## EXERCISE DIRECTIONS
Output every line from the beginning of the records through the line that contains "fetched and merged.", exactly as it appears.

(DATA FOR THE TASK)

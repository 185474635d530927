use std::collections::HashSet;
use std::sync::Arc;
use std::sync::atomic::{AtomicBool, Ordering};

use tokio::sync::watch;
use tracing::{debug, error, info, warn};

use rayabaari_crypto::Codec;
use rayabaari_types::api::{MessageQuery, NewMessage};
use rayabaari_types::events::{MessageChange, ReactionChange};
use rayabaari_types::{Attachment, Backend, MessageId, MessageRow, PAGE_SIZE};

use crate::attachments;
use crate::error::{ChatError, ChatResult};
use crate::message::{Message, ReplyPreview};

/// Result of a history load.
#[derive(Debug, Clone, Copy, PartialEq, Eq)]
pub enum LoadOutcome {
    /// The page was fetched and merged.
    Loaded { fetched: usize },
    /// Another load was in flight, or there is nothing older to fetch.
    Skipped,
}

/// What a change did to the loaded collection.
#[derive(Debug, Clone, PartialEq, Eq)]
pub enum Applied {
    Inserted(MessageId),
    Updated(MessageId),
    /// Consumers holding a reply or edit intent on this id must drop it.
    Removed(MessageId),
    Reacted(MessageId),
    /// Duplicate, unknown target, or another room.
    Ignored,
}

/// Ordered, deduplicated view of one room's loaded messages.
///
/// Every change swaps in a whole new collection, so readers holding a
/// snapshot never see a half-applied update.
pub struct MessageStore {
    backend: Arc<dyn Backend>,
    codec: Arc<Codec>,
    room_key: String,
    user: String,
    messages: watch::Sender<Arc<Vec<Message>>>,
    has_more: AtomicBool,
    loading: AtomicBool,
}

/// Clears the in-flight flag however the load ends.
struct LoadGuard<'a>(&'a AtomicBool);

impl Drop for LoadGuard<'_> {
    fn drop(&mut self) {
        self.0.store(false, Ordering::Release);
    }
}

impl MessageStore {
    pub fn new(
        backend: Arc<dyn Backend>,
        codec: Arc<Codec>,
        room_key: impl Into<String>,
        user: impl Into<String>,
    ) -> Self {
        let (messages, _) = watch::channel(Arc::new(Vec::new()));
        Self {
            backend,
            codec,
            room_key: room_key.into(),
            user: user.into(),
            messages,
            has_more: AtomicBool::new(true),
            loading: AtomicBool::new(false),
        }
    }

    pub fn room_key(&self) -> &str {
        &self.room_key
    }

    pub fn user(&self) -> &str {
        &self.user
    }

    /// Current collection, oldest first.
    pub fn snapshot(&self) -> Arc<Vec<Message>> {
        self.messages.borrow().clone()
    }

    /// Change feed: the receiver wakes whenever a new collection is published.
    pub fn watch(&self) -> watch::Receiver<Arc<Vec<Message>>> {
        self.messages.subscribe()
    }

    pub fn get(&self, id: &MessageId) -> Option<Message> {
        self.messages.borrow().iter().find(|m| &m.id == id).cloned()
    }

    pub fn has_more(&self) -> bool {
        self.has_more.load(Ordering::Acquire)
    }

    pub fn is_loading(&self) -> bool {
        self.loading.load(Ordering::Acquire)
    }

    /// The loaded message a reply points at. `None` renders as deleted.
    pub fn reply_target(&self, id: &MessageId) -> Option<Message> {
        let target = self.get(id);
        if target.is_none() {
            debug!("Reply target {} is not loaded", id);
        }
        target
    }

    /// Quote for a reply. `None` when the message is not a reply.
    pub fn reply_preview(&self, message: &Message) -> Option<ReplyPreview> {
        let target = message.reply_to.as_ref()?;
        Some(ReplyPreview::resolve(&self.messages.borrow(), target))
    }

    // -- History --

    /// Replace the collection with the newest page.
    ///
    /// Realtime inserts that landed while the fetch was in flight and are newer
    /// than everything fetched are kept. Anything loaded before is dropped.
    pub async fn load_initial(&self) -> ChatResult<LoadOutcome> {
        let Some(_guard) = self.begin_load() else {
            debug!("Initial load skipped, another load is in flight");
            return Ok(LoadOutcome::Skipped);
        };
        let before: HashSet<MessageId> = self.messages.borrow().iter().map(|m| m.id.clone()).collect();

        let rows = self.fetch(MessageQuery::newest(&self.room_key, PAGE_SIZE)).await?;
        let fetched = rows.len();
        self.has_more.store(fetched == PAGE_SIZE as usize, Ordering::Release);
        let page = self.decode_page(rows);

        self.replace(|current| {
            let newest = page.last().map(|m| m.created_at);
            let live: Vec<Message> = {
                let fetched_ids: HashSet<&MessageId> = page.iter().map(|m| &m.id).collect();
                current
                    .iter()
                    .filter(|m| !before.contains(&m.id))
                    .filter(|m| newest.is_none_or(|t| m.created_at > t))
                    .filter(|m| !fetched_ids.contains(&m.id))
                    .cloned()
                    .collect()
            };

            let mut next = page;
            next.extend(live);
            next
        });

        info!("Loaded {} messages", fetched);
        Ok(LoadOutcome::Loaded { fetched })
    }

    /// Prepend the page before the oldest loaded message.
    pub async fn load_older(&self) -> ChatResult<LoadOutcome> {
        if !self.has_more() {
            debug!("No older messages to load");
            return Ok(LoadOutcome::Skipped);
        }
        let Some(_guard) = self.begin_load() else {
            debug!("Older load skipped, another load is in flight");
            return Ok(LoadOutcome::Skipped);
        };

        let oldest = self.messages.borrow().first().map(|m| m.created_at);
        let mut query = MessageQuery::newest(&self.room_key, PAGE_SIZE);
        if let Some(cursor) = oldest {
            query = query.before(cursor);
        }

        let rows = self.fetch(query).await?;
        let fetched = rows.len();
        self.has_more.store(fetched == PAGE_SIZE as usize, Ordering::Release);
        let page = self.decode_page(rows);

        self.replace(|current| {
            let known: HashSet<&MessageId> = current.iter().map(|m| &m.id).collect();
            let mut next: Vec<Message> = page
                .into_iter()
                .filter(|m| !known.contains(&m.id))
                .collect();
            next.extend(current.iter().cloned());
            if !next.is_sorted_by_key(|m| m.created_at) {
                next.sort_by_key(|m| m.created_at);
            }
            next
        });

        debug!("Loaded {} older messages", fetched);
        Ok(LoadOutcome::Loaded { fetched })
    }

    // -- Realtime --

    pub fn apply(&self, change: &MessageChange) -> Applied {
        match change {
            MessageChange::Insert(row) => self.apply_insert(row),
            MessageChange::Update(row) => self.apply_update(row),
            MessageChange::Delete { id } => self.apply_delete(id),
        }
    }

    pub fn apply_reaction(&self, change: &ReactionChange) -> Applied {
        let (reaction, insert) = match change {
            ReactionChange::Insert(r) => (r, true),
            ReactionChange::Delete(r) => (r, false),
        };

        let changed = self.modify(|current| {
            let index = current.iter().position(|m| m.id == reaction.message_id)?;
            let present = current[index].reactions.contains(reaction);
            if present == insert {
                return None;
            }

            let mut next = current.to_vec();
            let reactions = &mut next[index].reactions;
            if insert {
                reactions.push(reaction.clone());
            } else {
                reactions.retain(|r| r != reaction);
            }
            Some(next)
        });

        if changed {
            Applied::Reacted(reaction.message_id.clone())
        } else {
            Applied::Ignored
        }
    }

    fn apply_insert(&self, row: &MessageRow) -> Applied {
        if row.room_key != self.room_key {
            warn!("Dropping insert {} addressed to another room", row.id);
            return Applied::Ignored;
        }

        let message = Message::from_row(row.clone(), &self.codec);
        let id = message.id.clone();
        let changed = self.modify(|current| {
            if current.iter().any(|m| m.id == message.id) {
                return None;
            }
            let at = current.partition_point(|m| m.created_at <= message.created_at);
            let mut next = Vec::with_capacity(current.len() + 1);
            next.extend_from_slice(&current[..at]);
            next.push(message);
            next.extend_from_slice(&current[at..]);
            Some(next)
        });

        if changed {
            Applied::Inserted(id)
        } else {
            debug!("Duplicate insert {} ignored", id);
            Applied::Ignored
        }
    }

    fn apply_update(&self, row: &MessageRow) -> Applied {
        if row.room_key != self.room_key {
            warn!("Dropping update {} addressed to another room", row.id);
            return Applied::Ignored;
        }

        let content = self.codec.decrypt(&row.content);
        let changed = self.modify(|current| {
            let index = current.iter().position(|m| m.id == row.id)?;
            let mut next = current.to_vec();
            next[index].content = content;
            next[index].edited = row.edited;
            Some(next)
        });

        if changed {
            Applied::Updated(row.id.clone())
        } else {
            debug!("Update for unloaded message {} ignored", row.id);
            Applied::Ignored
        }
    }

    fn apply_delete(&self, id: &MessageId) -> Applied {
        let changed = self.modify(|current| {
            current.iter().any(|m| &m.id == id).then(|| {
                current.iter().filter(|m| &m.id != id).cloned().collect()
            })
        });

        if changed {
            Applied::Removed(id.clone())
        } else {
            Applied::Ignored
        }
    }

    // -- Mutations --

    /// Encrypt and insert a message. The acknowledged row is merged right away;
    /// its realtime echo is then a duplicate.
    pub async fn send_message(
        &self,
        text: &str,
        attachment: Option<Attachment>,
        reply_to: Option<MessageId>,
    ) -> ChatResult<MessageId> {
        if text.trim().is_empty() && attachment.is_none() {
            return Err(ChatError::EmptyMessage);
        }

        let content = self.encrypt(text)?;
        let row = self
            .backend
            .insert_message(NewMessage {
                author: self.user.clone(),
                content,
                room_key: self.room_key.clone(),
                reply_to,
                attachment,
            })
            .await
            .map_err(|e| {
                error!("Send failed: {}", e);
                ChatError::Mutation(e)
            })?;

        let id = row.id.clone();
        self.apply_insert(&row);
        Ok(id)
    }

    pub async fn edit_message(&self, id: &MessageId, text: &str) -> ChatResult<()> {
        if text.trim().is_empty() {
            return Err(ChatError::EmptyMessage);
        }
        let content = self.encrypt(text)?;
        self.backend.update_message(id, content).await.map_err(|e| {
            error!("Edit of {} failed: {}", id, e);
            ChatError::Mutation(e)
        })
    }

    /// Delete the row, then its attachment blob if it had one. Works for
    /// messages outside the loaded pages too.
    pub async fn delete_message(&self, id: &MessageId) -> ChatResult<()> {
        let row = self.backend.delete_message(id).await.map_err(|e| {
            error!("Delete of {} failed: {}", id, e);
            ChatError::Mutation(e)
        })?;

        let Some(attachment) = row.attachment() else {
            return Ok(());
        };
        match attachments::locate(&attachment.url) {
            Some((bucket, file)) => {
                if let Err(e) = self.backend.remove_blob(&bucket, &file).await {
                    warn!("Message {} deleted but its blob remains: {}", id, e);
                }
            }
            None => warn!("Cannot locate blob for {}", attachment.url),
        }
        Ok(())
    }

    /// Delete every message in the room. Returns the number removed.
    pub async fn clear_history(&self) -> ChatResult<u64> {
        let removed = self
            .backend
            .delete_room_messages(&self.room_key)
            .await
            .map_err(|e| {
                error!("Clearing history failed: {}", e);
                ChatError::Mutation(e)
            })?;
        info!("Cleared {} messages", removed);
        Ok(removed)
    }

    // -- Internals --

    fn begin_load(&self) -> Option<LoadGuard<'_>> {
        self.loading
            .compare_exchange(false, true, Ordering::AcqRel, Ordering::Acquire)
            .ok()
            .map(|_| LoadGuard(&self.loading))
    }

    async fn fetch(&self, query: MessageQuery) -> ChatResult<Vec<MessageRow>> {
        self.backend.fetch_messages(query).await.map_err(|e| {
            error!("Fetching messages failed: {}", e);
            ChatError::Fetch(e)
        })
    }

    /// Newest-first rows to an oldest-first page.
    fn decode_page(&self, rows: Vec<MessageRow>) -> Vec<Message> {
        rows.into_iter()
            .rev()
            .map(|row| Message::from_row(row, &self.codec))
            .collect()
    }

    fn encrypt(&self, text: &str) -> ChatResult<String> {
        self.codec.encrypt(text).map_err(|e| {
            error!("Refusing to send unencrypted content: {}", e);
            ChatError::Encrypt(e.to_string())
        })
    }

    /// Publish `f(current)` unconditionally.
    fn replace<F>(&self, f: F)
    where
        F: FnOnce(&[Message]) -> Vec<Message>,
    {
        self.messages.send_modify(|current| {
            let next = f(current.as_slice());
            *current = Arc::new(next);
        });
    }

    /// Publish `f(current)` if it returns a new collection.
    fn modify<F>(&self, f: F) -> bool
    where
        F: FnOnce(&[Message]) -> Option<Vec<Message>>,
    {
        self.messages.send_if_modified(|current| {
            let next = f(current.as_slice());
            match next {
                Some(next) => {
                    *current = Arc::new(next);
                    true
                }
                None => false,
            }
        })
    }
}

(End DATA FOR THE TASK)

## THE ANSWER
repository 185474635d530927
use std::collections::HashSet;
use std::sync::Arc;
use std::sync::atomic::{AtomicBool, Ordering};

use tokio::sync::watch;
use tracing::{debug, error, info, warn};

use rayabaari_crypto::Codec;
use rayabaari_types::api::{MessageQuery, NewMessage};
use rayabaari_types::events::{MessageChange, ReactionChange};
use rayabaari_types::{Attachment, Backend, MessageId, MessageRow, PAGE_SIZE};

use crate::attachments;
use crate::error::{ChatError, ChatResult};
use crate::message::{Message, ReplyPreview};

/// Result of a history load.
#[derive(Debug, Clone, Copy, PartialEq, Eq)]
pub enum LoadOutcome {
    /// The page was fetched and merged.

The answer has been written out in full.